Among the big Houdini news this month has been the reappearance of the custom made box Houdini used in his famous Double Fold Death Defying Mystery (which was an enhanced version of his Milk Can escape). That box will be going up for auction as part of Potter & Potter's massive sale of Houdiniana set for this Saturday, August 23.

But the box has not been as hidden as I first thought. In fact, it's been out on the road as part of a Gospel magic act by Gary Collins and his family. Ironically, Gary may have used the prop more than Houdini or Hardeen! Says Gary:

"My wife and I traveled for 30 years performing in churches across the U.S. I started in '71, sold my house, bought an Airstream trailer and van to pull it. As we acquired more equipment out tow vehicles got larger.

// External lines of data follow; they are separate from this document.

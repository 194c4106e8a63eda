//! Procedural textures standing in for image files.

use tidewater_engine::render::TextureData;
use tidewater_engine::RenderResult;

pub const GRASS: u32 = 0;
pub const WATER: u32 = 1;
pub const FENCE: u32 = 2;
pub const BRICK: u32 = 3;
pub const STONE: u32 = 4;
pub const TILE: u32 = 5;
pub const TREE: u32 = 6;

const SIZE: u32 = 64;

/// Every demo texture, ordered by the index constants above.
pub fn load_all() -> RenderResult<Vec<TextureData>> {
    Ok(vec![
        noise("grass", [72, 122, 48], 28, 1)?,
        noise("water", [40, 90, 140], 20, 2)?,
        fence()?,
        bricks("brick", [150, 60, 45], [200, 195, 185])?,
        noise("stone", [120, 118, 112], 36, 3)?,
        tiles()?,
        tree()?,
    ])
}

fn build(name: &str, pixel: impl Fn(u32, u32) -> [u8; 4]) -> RenderResult<TextureData> {
    let mut rgba = Vec::with_capacity((SIZE * SIZE * 4) as usize);
    for y in 0..SIZE {
        for x in 0..SIZE {
            rgba.extend(pixel(x, y));
        }
    }
    TextureData::new(name, SIZE, SIZE, rgba)
}

/// Cheap integer hash in 0..=255.
fn hash(x: u32, y: u32, seed: u32) -> u8 {
    let mut h = x.wrapping_mul(374_761_393) ^ y.wrapping_mul(668_265_263) ^ seed.wrapping_mul(2_246_822_519);
    h = (h ^ (h >> 13)).wrapping_mul(1_274_126_177);
    (h >> 24) as u8
}

fn shade(base: [u8; 3], amount: i32) -> [u8; 4] {
    let c = |v: u8| (v as i32 + amount).clamp(0, 255) as u8;
    [c(base[0]), c(base[1]), c(base[2]), 255]
}

fn noise(name: &str, base: [u8; 3], spread: i32, seed: u32) -> RenderResult<TextureData> {
    build(name, |x, y| {
        let n = hash(x, y, seed) as i32 * spread / 255 - spread / 2;
        shade(base, n)
    })
}

fn bricks(name: &str, brick: [u8; 3], mortar: [u8; 3]) -> RenderResult<TextureData> {
    build(name, |x, y| {
        let row = y / 8;
        let offset = if row % 2 == 0 { 0 } else { 8 };
        let in_mortar = y % 8 == 0 || (x + offset) % 16 == 0;
        if in_mortar {
            shade(mortar, 0)
        } else {
            shade(brick, hash(x, y, 4) as i32 / 16 - 8)
        }
    })
}

fn tiles() -> RenderResult<TextureData> {
    build("tile", |x, y| {
        let dark = ((x / 16) + (y / 16)) % 2 == 0;
        let edge = x % 16 == 0 || y % 16 == 0;
        match (edge, dark) {
            (true, _) => [60, 60, 60, 255],
            (false, true) => [170, 170, 175, 255],
            (false, false) => [215, 215, 220, 255],
        }
    })
}

/// Wire mesh with transparent gaps; drawn through the alpha-tested pipeline.
fn fence() -> RenderResult<TextureData> {
    build("fence", |x, y| {
        let wire = (x + y) % 16 < 2 || (x + SIZE - y) % 16 < 2;
        if wire { [150, 150, 140, 255] } else { [0, 0, 0, 0] }
    })
}

/// Stylised conifer silhouette on a transparent background.
fn tree() -> RenderResult<TextureData> {
    build("tree", |x, y| {
        let cx = SIZE as i32 / 2;
        let dx = (x as i32 - cx).abs();
        let (y, top) = (y as i32, 4);
        let trunk_start = SIZE as i32 - 12;

        if y >= trunk_start && dx <= 3 {
            return [90, 60, 30, 255];
        }
        // Crown widens linearly from the tip to the trunk.
        let half_width = (y - top) * 26 / (trunk_start - top);
        if y >= top && y < trunk_start && dx <= half_width {
            shade([40, 100, 45], hash(x as u32, y as u32, 5) as i32 / 10 - 12)
        } else {
            [0, 0, 0, 0]
        }
    })
}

Wendy and I were married in August of '74 and in Sept I received a list of used magic from. LaWain's House of Magic. On the list was a trunk that he said was Houdini's. I wrote and asked if it was real and he said it was so I bought it.

We would be in a church from Sunday through Wed/Thur. We would display the trunk and mention that I would be escaping from it one of the nights during the week. I asked them to bring padlocks. I would get in the trunk and be handcuffed or have stocks put on my wrists or both, it changed over the years. Wendy and our daughter would put the top on, lock the hasps, have the people put their padlocks on. We would say that I would escape in 60 seconds. If possible I would do a run a round to the back of the church. I would not be out in 60 seconds, so Wendy would have the people get their padlocks off, open the lid and I would run in from the back. It was fun and the people enjoyed it. Thousands of people saw it over the years.

You mentioned that it was rumored that the trunk existed but nobody knew where it was. Because I performed in churches, never at a convention, never wrote a book or lectured, to the magic community, I didn't exist.

We stopped traveling in 2000 and now I am in the process of selling all of my equipment.  [...] Since we used the box for 30 years, I am assuming we used it more that Houdini and Hardeen combined. We just never had the water can. But we got a lot of enjoyment out of it and the people had fun."

Below is a terrific clipping Gary sent me about one of his many appearances with Houdini's Double Fold box. Below that is a letter from the previous owner, Jack La Wain, explaining how he came into possession of the famous prop.

Click to enlarge.

Click to enlarge.

A very big thank you to Gary Collins for sharing his story with us. While I doubt the next owner will be performing the escape, let's hope they will enjoy and cherish it as much as the Collins family.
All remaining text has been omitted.